Ma démarche est assez unique, même si elle l’est de moins en moins
On retrouve également dans les différents cloisonnements musicaux qui existent, les musiques que l’on appelle ici actuelles, la musique nouvelle, la musique contemporaine, le Jazz, la pop. Tous ces milleux-là utilisent de plus en plus les mêmes instruments. On retrouve l’échantillonneur Akai S1000 partout, autant dans un orchestre de chambre que dans la pop évidemment ou en musique nouvelle, actuelle ou électroacoustique. On commence donc à partager les mêmes outils et l’approche de ces outils commence à être de plus en plus la même.
L’intérêt est différent. En musique instrumentale contemporaine, ce sera l’articulation des hauteurs et des rythmes, en musique actuelle, ce sera un genre d’utilisation en musique semi-improvisée — on l’appelle comme ca, c’est très injuste, mais c’est comme ca qu’on la classe — alors qu’en électroacoustique, ce sera vraiment l’exploration sonore pure, où les hauteurs et les rythmes sont secondaires.
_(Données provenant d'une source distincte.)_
//! Module bindings to PCDs and the autogen text they produce.
//!
//! A [`UsageInstance`] records that one module produces or consumes one
//! [`Token`]. It refers to its token by primary key; the token owns it.
//! [`UsageInstance::generate_autogen`] renders the `AutoGen.h` / `AutoGen.c`
//! fragments for the binding from the usage and its token.

use std::fmt;

use serde::{Deserialize, Serialize};

use crate::datum::{DatumType, DatumValue};
use crate::error::{PcdError, Result};
use crate::guid::EfiGuid;
use crate::token::{PcdType, Token};

/// Firmware module type.
#[derive(Debug, Clone, Copy, PartialEq, Eq, Hash, Default, Serialize, Deserialize)]
#[serde(rename_all = "SCREAMING_SNAKE_CASE")]
pub enum ModuleType {
    #[default]
    Base,
    Sec,
    PeiCore,
    Peim,
    DxeCore,
    DxeDriver,
    DxeRuntimeDriver,
    DxeSalDriver,
    DxeSmmDriver,
    UefiDriver,
    UefiApplication,
    Tool,
    UserDefined,
}

impl ModuleType {
    /// Component type name as written in module descriptions.
    pub fn as_str(self) -> &'static str {
        match self {
            Self::Base => "BASE",
            Self::Sec => "SEC",
            Self::PeiCore => "PEI_CORE",
            Self::Peim => "PEIM",
            Self::DxeCore => "DXE_CORE",
            Self::DxeDriver => "DXE_DRIVER",
            Self::DxeRuntimeDriver => "DXE_RUNTIME_DRIVER",
            Self::DxeSalDriver => "DXE_SAL_DRIVER",
            Self::DxeSmmDriver => "DXE_SMM_DRIVER",
            Self::UefiDriver => "UEFI_DRIVER",
            Self::UefiApplication => "UEFI_APPLICATION",
            Self::Tool => "TOOL",
            Self::UserDefined => "USER_DEFINED",
        }
    }

    /// Runs in the PEI phase.
    pub fn is_pei_phase(self) -> bool {
        matches!(self, Self::PeiCore | Self::Peim)
    }

    /// Runs in the DXE phase.
    pub fn is_dxe_phase(self) -> bool {
        matches!(
            self,
            Self::DxeCore
                | Self::DxeDriver
                | Self::DxeRuntimeDriver
                | Self::DxeSalDriver
                | Self::DxeSmmDriver
                | Self::UefiDriver
                | Self::UefiApplication
        )
    }
}

impl fmt::Display for ModuleType {
    fn fmt(&self, f: &mut fmt::Formatter<'_>) -> fmt::Result {
        f.write_str(self.as_str())
    }
}

/// Whether a module produces or consumes a PCD.
#[derive(Debug, Clone, Copy, PartialEq, Eq, Hash, Default, Serialize, Deserialize)]
#[serde(rename_all = "SCREAMING_SNAKE_CASE")]
pub enum PcdUsage {
    AlwaysProduced,
    SometimesProduced,
    #[default]
    AlwaysConsumed,
    SometimesConsumed,
}

impl PcdUsage {
    /// `ALWAYS_PRODUCED` or `SOMETIMES_PRODUCED`.
    pub fn is_producer(self) -> bool {
        matches!(self, Self::AlwaysProduced | Self::SometimesProduced)
    }
}

/// Identity of the module a usage belongs to.
#[derive(Debug, Clone, Default, PartialEq, Eq, Serialize)]
pub struct ModuleIdentity {
    pub name: String,
    pub guid: Option<EfiGuid>,
    pub package_name: String,
    pub package_guid: Option<EfiGuid>,
    pub arch: String,
    pub version: String,
    pub module_type: ModuleType,
}

impl ModuleIdentity {
    /// Composite key: module, package, arch and version.
    pub fn primary_key(&self) -> String {
        let guid = |g: &Option<EfiGuid>| g.map(|g| g.to_key_string()).unwrap_or_default();
        format!(
            "{}_{}_{}_{}_{}_{}",
            self.name,
            guid(&self.guid),
            self.package_name,
            guid(&self.package_guid),
            self.arch,
            self.version
        )
    }
}

/// Kind of build the autogen text is for.
#[derive(Debug, Clone, Copy, PartialEq, Eq)]
pub enum AutogenTarget {
    /// A module: values are known and globals are defined.
    Module,
    /// A library instance: only `extern` declarations and access macros.
    Library,
}

/// Generated `AutoGen.h` / `AutoGen.c` text for one binding.
#[derive(Debug, Clone, Default, PartialEq, Eq)]
pub struct AutogenFragments {
    /// Header text.
    pub header: String,
    /// C source text.
    pub source: String,
}

/// One module's binding to one PCD.
#[derive(Debug, Clone, Serialize)]
pub struct UsageInstance {
    /// Primary key of the owning token.
    pub token_key: String,
    pub module_name: String,
    pub module: ModuleIdentity,
    /// Item type as declared by this module.
    pub module_pcd_type: PcdType,
    pub usage: PcdUsage,
    /// Value literal declared by this module, if any.
    pub datum: Option<String>,
    pub max_datum_size: u32,
    /// Pulled in from a library instance rather than declared by the module.
    pub inherited: bool,
}

impl UsageInstance {
    /// Create a usage instance for the token with primary key `token_key`.
    pub fn new(
        token_key: impl Into<String>,
        module: ModuleIdentity,
        module_pcd_type: PcdType,
        usage: PcdUsage,
        datum: Option<String>,
        max_datum_size: u32,
        inherited: bool,
    ) -> Self {
        Self {
            token_key: token_key.into(),
            module_name: module.name.clone(),
            module,
            module_pcd_type,
            usage,
            datum,
            max_datum_size,
            inherited,
        }
    }

    /// Composite key of the owning module.
    pub fn primary_key(&self) -> String {
        self.module.primary_key()
    }

    /// The module runs in the PEI phase.
    pub fn is_pei_phase_component(&self) -> bool {
        self.module.module_type.is_pei_phase()
    }

    /// Component type name of the owning module.
    pub fn component_type_name(&self) -> &'static str {
        self.module.module_type.as_str()
    }

    /// Render the autogen fragments for this binding.
    pub fn generate_autogen(&self, token: &Token, target: AutogenTarget) -> Result<AutogenFragments> {
        let cname = &token.cname;
        let token_number = match self.module_pcd_type {
            PcdType::Dynamic => token.local_token_number.unwrap_or(token.token_number),
            _ => token.token_number,
        };

        let mut out = AutogenFragments::default();
        out.header
            .push_str(&format!("#define _PCD_TOKEN_{cname}  {token_number:#x}U\n"));

        match self.module_pcd_type {
            PcdType::FeatureFlag | PcdType::FixedAtBuild => {
                self.emit_static(token, target, StaticKind::FixedAtBuild, &mut out)?;
            }
            PcdType::PatchableInModule => {
                self.emit_static(token, target, StaticKind::BinaryPatch, &mut out)?;
            }
            PcdType::Dynamic => emit_dynamic(token, None, &mut out),
            PcdType::DynamicEx => {
                let space = token.token_space_cname.as_deref().ok_or_else(|| {
                    PcdError::MissingTokenSpace {
                        cname: cname.clone(),
                        module: self.module_name.clone(),
                    }
                })?;
                out.header.push_str(&format!("extern EFI_GUID {space};\n"));
                emit_dynamic(token, Some(space), &mut out);
            }
            PcdType::Unknown => {
                return Err(PcdError::UnknownItemType {
                    cname: cname.clone(),
                    module: self.module_name.clone(),
                    text: PcdType::Unknown.as_str().into(),
                });
            }
        }

        Ok(out)
    }

    fn parsed_datum(&self, token: &Token) -> Result<DatumValue> {
        let text = self.datum.as_deref().ok_or_else(|| PcdError::MissingValue {
            cname: token.cname.clone(),
            module: self.module_name.clone(),
            item_type: self.module_pcd_type.as_str().into(),
        })?;
        DatumValue::parse(text, token.datum_type).map_err(|message| PcdError::InvalidDatum {
            cname: token.cname.clone(),
            module: self.module_name.clone(),
            message,
        })
    }

    fn emit_static(
        &self,
        token: &Token,
        target: AutogenTarget,
        kind: StaticKind,
        out: &mut AutogenFragments,
    ) -> Result<()> {
        let cname = &token.cname;
        let datum_type = token.datum_type;
        let suffix = datum_type.autogen_suffix();
        let global = format!("{}{cname}", kind.prefix());
        let qualifier = kind.qualifier();

        if datum_type == DatumType::Pointer {
            let size = if self.max_datum_size > 0 {
                self.max_datum_size
            } else {
                token.datum_size
            };
            let h = &mut out.header;
            match target {
                AutogenTarget::Library => {
                    h.push_str(&format!("extern {qualifier}UINT8 {global}[];\n"));
                }
                AutogenTarget::Module => {
                    let value = self.parsed_datum(token)?;
                    let bytes = pointer_bytes(&value, size).map_err(|message| PcdError::InvalidDatum {
                        cname: cname.clone(),
                        module: self.module_name.clone(),
                        message,
                    })?;
                    h.push_str(&format!("#define _PCD_VALUE_{cname}  (VOID *){global}\n"));
                    h.push_str(&format!("extern {qualifier}UINT8 {global}[{size}];\n"));
                    out.source.push_str(&format!(
                        "GLOBAL_REMOVE_IF_UNREFERENCED {qualifier}UINT8 {global}[{size}] = {};\n",
                        byte_initializer(&bytes)
                    ));
                }
            }
            h.push_str(&format!("#define _PCD_GET_MODE_{suffix}_{cname}  (VOID *){global}\n"));
            match kind {
                StaticKind::FixedAtBuild => {
                    h.push_str(&format!("#define _PCD_SIZE_{cname}  {size}\n"));
                }
                StaticKind::BinaryPatch => {
                    h.push_str(&format!("#define _PCD_PATCHABLE_{cname}_SIZE  {size}\n"));
                    h.push_str(&format!(
                        "#define _PCD_SET_MODE_{suffix}_{cname}(SizeOfBuffer, Buffer)  \
                         LibPatchPcdSetPtr ({global}, (UINTN)_PCD_PATCHABLE_{cname}_SIZE, (SizeOfBuffer), (Buffer))\n"
                    ));
                }
            }
            return Ok(());
        }

        let ctype = datum_type.c_type();
        match target {
            AutogenTarget::Library => {
                out.header.push_str(&format!("extern {qualifier}{ctype} {global};\n"));
            }
            AutogenTarget::Module => {
                let value = self.parsed_datum(token)?;
                out.header.push_str(&format!(
                    "#define _PCD_VALUE_{cname}  {}\n",
                    value.to_c_literal(datum_type)
                ));
                out.header.push_str(&format!("extern {qualifier}{ctype} {global};\n"));
                out.source.push_str(&format!(
                    "GLOBAL_REMOVE_IF_UNREFERENCED {qualifier}{ctype} {global} = _PCD_VALUE_{cname};\n"
                ));
            }
        }
        out.header
            .push_str(&format!("#define _PCD_GET_MODE_{suffix}_{cname}  {global}\n"));
        if kind == StaticKind::BinaryPatch {
            out.header.push_str(&format!(
                "#define _PCD_SET_MODE_{suffix}_{cname}(Value)  ({global} = (Value))\n"
            ));
        }
        Ok(())
    }
}

#[derive(Clone, Copy, PartialEq, Eq)]
enum StaticKind {
    FixedAtBuild,
    BinaryPatch,
}

impl StaticKind {
    fn prefix(self) -> &'static str {
        match self {
            Self::FixedAtBuild => "_gPcd_FixedAtBuild_",
            Self::BinaryPatch => "_gPcd_BinaryPatch_",
        }
    }

    fn qualifier(self) -> &'static str {
        match self {
            Self::FixedAtBuild => "const ",
            Self::BinaryPatch => "volatile ",
        }
    }
}

fn emit_dynamic(token: &Token, space: Option<&str>, out: &mut AutogenFragments) {
    let cname = &token.cname;
    let suffix = token.datum_type.autogen_suffix();
    let (ex, key) = match space {
        Some(space) => ("Ex", format!("&{space}, _PCD_TOKEN_{cname}")),
        None => ("", format!("_PCD_TOKEN_{cname}")),
    };

    out.header.push_str(&format!(
        "#define _PCD_GET_MODE_{suffix}_{cname}  LibPcdGet{ex}{suffix}({key})\n"
    ));
    if token.datum_type == DatumType::Pointer {
        out.header.push_str(&format!(
            "#define _PCD_SET_MODE_{suffix}_{cname}(SizeOfBuffer, Buffer)  \
             LibPcdSet{ex}{suffix}({key}, (SizeOfBuffer), (Buffer))\n"
        ));
    } else {
        out.header.push_str(&format!(
            "#define _PCD_SET_MODE_{suffix}_{cname}(Value)  LibPcdSet{ex}{suffix}({key}, (Value))\n"
        ));
    }
}

/// Lay a `VOID*` value out as the bytes of a `size`-byte buffer, zero-padded.
///
/// A value longer than the buffer is an error; truncating would drop the
/// string terminator.
fn pointer_bytes(value: &DatumValue, size: u32) -> std::result::Result<Vec<u8>, String> {
    let mut bytes = match value {
        DatumValue::UnicodeString(s) => {
            let mut b: Vec<u8> = s.encode_utf16().flat_map(u16::to_le_bytes).collect();
            b.extend_from_slice(&[0, 0]);
            b
        }
        DatumValue::AsciiString(s) => {
            let mut b = s.as_bytes().to_vec();
            b.push(0);
            b
        }
        DatumValue::ByteArray(b) => b.clone(),
        DatumValue::Integer(v) => v.to_le_bytes().to_vec(),
        DatumValue::Boolean(b) => vec![u8::from(*b)],
    };
    let size = size as usize;
    if bytes.len() > size {
        return Err(format!(
            "value needs {} byte(s) but the buffer holds only {size}",
            bytes.len()
        ));
    }
    bytes.resize(size, 0);
    Ok(bytes)
}

fn byte_initializer(bytes: &[u8]) -> String {
    let items: Vec<String> = bytes.iter().map(|b| format!("0x{b:02x}")).collect();
    format!("{{ {} }}", items.join(", "))
}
Donc un genre bâtard entre les musiques improvisées actuelles et les musiques de concert — la musique contemporaine en particulier. On est libéré des hauteurs mais on n’est pas encore assez libéré pour improviser totalement.
Le CD est une belle affaire pour la musique électroacoustique, parce qu’il s’agit du premier médium qui soit vraiment fidèle à la musique comme telle. On n’a pas besoin de compresser le son, de faire de concessions auditives. Le son est vraiment tout là. Pour moi, c’est vraiment le meilleur médium pour l’électroacoustlque.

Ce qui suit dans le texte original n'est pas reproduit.